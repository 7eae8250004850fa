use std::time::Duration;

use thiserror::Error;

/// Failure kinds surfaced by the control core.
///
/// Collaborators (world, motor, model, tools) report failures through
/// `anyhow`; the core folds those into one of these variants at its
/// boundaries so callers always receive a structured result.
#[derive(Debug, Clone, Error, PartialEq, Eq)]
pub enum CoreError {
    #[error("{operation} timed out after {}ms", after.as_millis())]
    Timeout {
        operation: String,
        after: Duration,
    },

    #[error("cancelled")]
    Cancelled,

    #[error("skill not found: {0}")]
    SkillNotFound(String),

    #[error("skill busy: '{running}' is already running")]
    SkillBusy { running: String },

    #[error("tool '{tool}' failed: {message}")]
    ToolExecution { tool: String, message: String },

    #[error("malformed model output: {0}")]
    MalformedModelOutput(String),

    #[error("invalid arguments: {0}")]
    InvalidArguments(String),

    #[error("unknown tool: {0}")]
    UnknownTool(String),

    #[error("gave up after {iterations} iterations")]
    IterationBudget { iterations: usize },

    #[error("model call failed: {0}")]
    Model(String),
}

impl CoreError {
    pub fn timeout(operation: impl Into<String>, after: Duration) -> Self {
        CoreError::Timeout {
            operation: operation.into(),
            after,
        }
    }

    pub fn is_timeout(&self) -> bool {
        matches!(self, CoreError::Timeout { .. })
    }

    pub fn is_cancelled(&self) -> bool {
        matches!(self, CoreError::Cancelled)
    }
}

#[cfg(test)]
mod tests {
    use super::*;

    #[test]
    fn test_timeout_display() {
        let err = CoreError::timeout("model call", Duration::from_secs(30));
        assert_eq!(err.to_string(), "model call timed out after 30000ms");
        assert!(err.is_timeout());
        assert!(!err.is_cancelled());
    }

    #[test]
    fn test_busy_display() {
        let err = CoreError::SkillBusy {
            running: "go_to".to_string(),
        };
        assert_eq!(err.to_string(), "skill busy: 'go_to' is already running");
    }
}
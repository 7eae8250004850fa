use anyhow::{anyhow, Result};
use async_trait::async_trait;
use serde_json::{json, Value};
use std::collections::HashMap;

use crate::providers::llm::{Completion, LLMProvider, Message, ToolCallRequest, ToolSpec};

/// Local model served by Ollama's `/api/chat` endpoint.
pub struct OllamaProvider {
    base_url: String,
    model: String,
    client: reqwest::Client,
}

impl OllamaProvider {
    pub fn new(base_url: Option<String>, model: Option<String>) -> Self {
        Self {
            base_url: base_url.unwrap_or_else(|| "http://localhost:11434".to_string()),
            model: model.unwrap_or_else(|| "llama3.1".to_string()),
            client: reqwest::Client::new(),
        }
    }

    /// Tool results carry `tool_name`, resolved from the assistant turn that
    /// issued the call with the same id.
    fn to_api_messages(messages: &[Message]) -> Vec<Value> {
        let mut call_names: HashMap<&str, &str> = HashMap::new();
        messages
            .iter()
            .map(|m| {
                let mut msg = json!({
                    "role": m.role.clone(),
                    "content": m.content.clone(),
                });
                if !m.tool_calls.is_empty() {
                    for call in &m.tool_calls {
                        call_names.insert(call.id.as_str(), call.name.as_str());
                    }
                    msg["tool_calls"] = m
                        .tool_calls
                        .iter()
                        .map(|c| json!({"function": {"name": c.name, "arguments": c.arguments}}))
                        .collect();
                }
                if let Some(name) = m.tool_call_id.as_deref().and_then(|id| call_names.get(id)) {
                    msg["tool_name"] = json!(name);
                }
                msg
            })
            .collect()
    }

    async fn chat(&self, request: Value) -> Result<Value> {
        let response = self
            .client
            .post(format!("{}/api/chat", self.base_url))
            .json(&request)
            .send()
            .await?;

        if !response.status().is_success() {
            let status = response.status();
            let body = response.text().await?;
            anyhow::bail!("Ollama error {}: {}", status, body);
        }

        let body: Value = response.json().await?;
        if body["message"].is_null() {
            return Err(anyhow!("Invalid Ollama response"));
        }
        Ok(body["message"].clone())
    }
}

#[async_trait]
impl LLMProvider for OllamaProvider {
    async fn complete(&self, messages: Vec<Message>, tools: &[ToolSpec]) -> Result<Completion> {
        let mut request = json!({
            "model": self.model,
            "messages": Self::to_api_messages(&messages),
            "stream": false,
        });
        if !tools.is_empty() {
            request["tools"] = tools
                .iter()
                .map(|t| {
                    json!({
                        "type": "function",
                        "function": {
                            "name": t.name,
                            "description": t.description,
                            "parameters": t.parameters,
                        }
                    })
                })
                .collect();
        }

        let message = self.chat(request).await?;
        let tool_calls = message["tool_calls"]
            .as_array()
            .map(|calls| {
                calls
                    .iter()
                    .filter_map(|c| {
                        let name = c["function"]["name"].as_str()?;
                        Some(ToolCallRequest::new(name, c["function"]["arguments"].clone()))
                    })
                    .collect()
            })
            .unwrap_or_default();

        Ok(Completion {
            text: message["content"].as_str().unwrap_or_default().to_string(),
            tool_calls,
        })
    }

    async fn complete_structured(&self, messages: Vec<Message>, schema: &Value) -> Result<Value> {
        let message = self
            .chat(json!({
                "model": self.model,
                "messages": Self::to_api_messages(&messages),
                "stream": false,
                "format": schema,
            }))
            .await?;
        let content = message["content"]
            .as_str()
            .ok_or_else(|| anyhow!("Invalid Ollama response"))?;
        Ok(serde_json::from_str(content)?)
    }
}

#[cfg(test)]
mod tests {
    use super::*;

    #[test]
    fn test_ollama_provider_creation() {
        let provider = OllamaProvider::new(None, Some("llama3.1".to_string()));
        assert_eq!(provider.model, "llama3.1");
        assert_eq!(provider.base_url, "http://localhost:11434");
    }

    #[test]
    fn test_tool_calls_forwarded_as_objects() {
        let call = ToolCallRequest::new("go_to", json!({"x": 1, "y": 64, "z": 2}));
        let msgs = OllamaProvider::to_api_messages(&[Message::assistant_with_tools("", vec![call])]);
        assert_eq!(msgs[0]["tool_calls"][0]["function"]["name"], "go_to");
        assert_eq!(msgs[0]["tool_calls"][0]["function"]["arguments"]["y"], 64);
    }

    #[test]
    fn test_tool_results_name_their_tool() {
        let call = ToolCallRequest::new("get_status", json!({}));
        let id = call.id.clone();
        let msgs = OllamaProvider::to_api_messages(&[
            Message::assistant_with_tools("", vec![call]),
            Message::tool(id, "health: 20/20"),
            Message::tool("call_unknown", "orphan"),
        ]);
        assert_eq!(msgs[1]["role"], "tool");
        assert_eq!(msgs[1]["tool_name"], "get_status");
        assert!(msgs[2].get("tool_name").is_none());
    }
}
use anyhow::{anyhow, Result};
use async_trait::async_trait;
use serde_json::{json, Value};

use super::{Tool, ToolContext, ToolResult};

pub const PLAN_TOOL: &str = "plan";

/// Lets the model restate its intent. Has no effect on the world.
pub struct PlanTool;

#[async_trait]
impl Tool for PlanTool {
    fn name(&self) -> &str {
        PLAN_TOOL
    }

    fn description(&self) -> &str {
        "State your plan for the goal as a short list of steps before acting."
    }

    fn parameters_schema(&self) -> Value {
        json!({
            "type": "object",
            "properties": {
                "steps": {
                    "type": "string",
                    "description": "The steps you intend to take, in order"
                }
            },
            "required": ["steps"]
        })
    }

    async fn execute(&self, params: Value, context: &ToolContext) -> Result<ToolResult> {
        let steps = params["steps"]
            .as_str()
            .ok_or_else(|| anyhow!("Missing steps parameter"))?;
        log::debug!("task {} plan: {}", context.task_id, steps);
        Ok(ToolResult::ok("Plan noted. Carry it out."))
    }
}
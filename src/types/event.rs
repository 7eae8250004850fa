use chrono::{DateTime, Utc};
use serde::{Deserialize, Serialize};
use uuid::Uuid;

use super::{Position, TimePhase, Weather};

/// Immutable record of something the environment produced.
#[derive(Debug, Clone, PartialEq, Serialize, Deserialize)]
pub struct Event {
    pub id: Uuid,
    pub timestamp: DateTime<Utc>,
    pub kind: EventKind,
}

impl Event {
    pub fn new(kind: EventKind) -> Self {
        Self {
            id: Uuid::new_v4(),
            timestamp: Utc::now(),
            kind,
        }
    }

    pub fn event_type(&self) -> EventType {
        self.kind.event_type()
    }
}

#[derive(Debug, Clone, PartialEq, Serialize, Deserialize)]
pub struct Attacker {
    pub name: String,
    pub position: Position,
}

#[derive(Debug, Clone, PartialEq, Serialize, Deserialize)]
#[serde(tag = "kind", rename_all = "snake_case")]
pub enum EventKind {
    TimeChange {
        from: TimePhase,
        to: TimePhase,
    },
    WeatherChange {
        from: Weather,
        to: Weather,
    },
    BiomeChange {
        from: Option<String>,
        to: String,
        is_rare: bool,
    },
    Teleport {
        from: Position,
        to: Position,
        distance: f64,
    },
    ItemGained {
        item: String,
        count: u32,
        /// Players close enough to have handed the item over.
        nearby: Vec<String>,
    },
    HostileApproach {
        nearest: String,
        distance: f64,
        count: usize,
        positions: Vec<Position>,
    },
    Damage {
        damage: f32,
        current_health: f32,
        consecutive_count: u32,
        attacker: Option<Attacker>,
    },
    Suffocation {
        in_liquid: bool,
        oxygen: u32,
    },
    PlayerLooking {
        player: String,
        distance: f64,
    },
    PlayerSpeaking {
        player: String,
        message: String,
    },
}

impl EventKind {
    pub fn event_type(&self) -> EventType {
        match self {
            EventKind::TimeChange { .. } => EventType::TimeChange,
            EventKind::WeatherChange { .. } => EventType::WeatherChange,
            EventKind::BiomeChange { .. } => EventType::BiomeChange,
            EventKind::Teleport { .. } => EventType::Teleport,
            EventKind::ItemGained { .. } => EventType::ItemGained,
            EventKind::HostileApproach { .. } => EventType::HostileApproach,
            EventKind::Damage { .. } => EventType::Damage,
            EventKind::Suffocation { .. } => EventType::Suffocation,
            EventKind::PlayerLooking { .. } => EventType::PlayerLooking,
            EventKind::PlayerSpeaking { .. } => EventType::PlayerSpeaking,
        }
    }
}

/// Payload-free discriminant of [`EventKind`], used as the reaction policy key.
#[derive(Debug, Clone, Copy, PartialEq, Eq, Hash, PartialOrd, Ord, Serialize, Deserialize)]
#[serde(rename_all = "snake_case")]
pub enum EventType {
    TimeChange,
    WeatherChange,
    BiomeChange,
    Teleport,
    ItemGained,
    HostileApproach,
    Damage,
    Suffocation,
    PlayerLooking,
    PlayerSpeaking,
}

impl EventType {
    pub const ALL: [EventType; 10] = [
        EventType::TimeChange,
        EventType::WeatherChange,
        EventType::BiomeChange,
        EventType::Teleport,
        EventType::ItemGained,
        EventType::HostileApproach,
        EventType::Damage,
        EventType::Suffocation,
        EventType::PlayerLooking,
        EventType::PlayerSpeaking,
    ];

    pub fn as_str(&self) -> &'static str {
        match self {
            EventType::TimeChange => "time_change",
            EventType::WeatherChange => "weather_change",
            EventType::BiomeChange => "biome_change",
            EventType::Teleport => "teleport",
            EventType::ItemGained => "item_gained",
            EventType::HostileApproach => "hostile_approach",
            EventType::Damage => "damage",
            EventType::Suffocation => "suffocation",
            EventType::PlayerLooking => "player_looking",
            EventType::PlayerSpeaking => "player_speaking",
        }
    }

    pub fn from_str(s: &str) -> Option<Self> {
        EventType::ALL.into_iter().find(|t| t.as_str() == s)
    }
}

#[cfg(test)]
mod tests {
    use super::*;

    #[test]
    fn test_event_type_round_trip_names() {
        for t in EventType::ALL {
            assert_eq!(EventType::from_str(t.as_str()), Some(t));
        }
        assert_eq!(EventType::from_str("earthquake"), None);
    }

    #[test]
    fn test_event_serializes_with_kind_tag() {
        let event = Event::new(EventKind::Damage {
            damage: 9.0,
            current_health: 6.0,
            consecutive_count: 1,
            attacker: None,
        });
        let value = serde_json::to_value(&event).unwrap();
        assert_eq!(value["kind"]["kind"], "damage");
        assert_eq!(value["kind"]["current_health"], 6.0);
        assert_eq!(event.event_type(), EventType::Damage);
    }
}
-.-.-
* **Exercise requirements**
Give the count of lines in the data above that hold the string "Uuid", with no additional words.

* **Response area**
3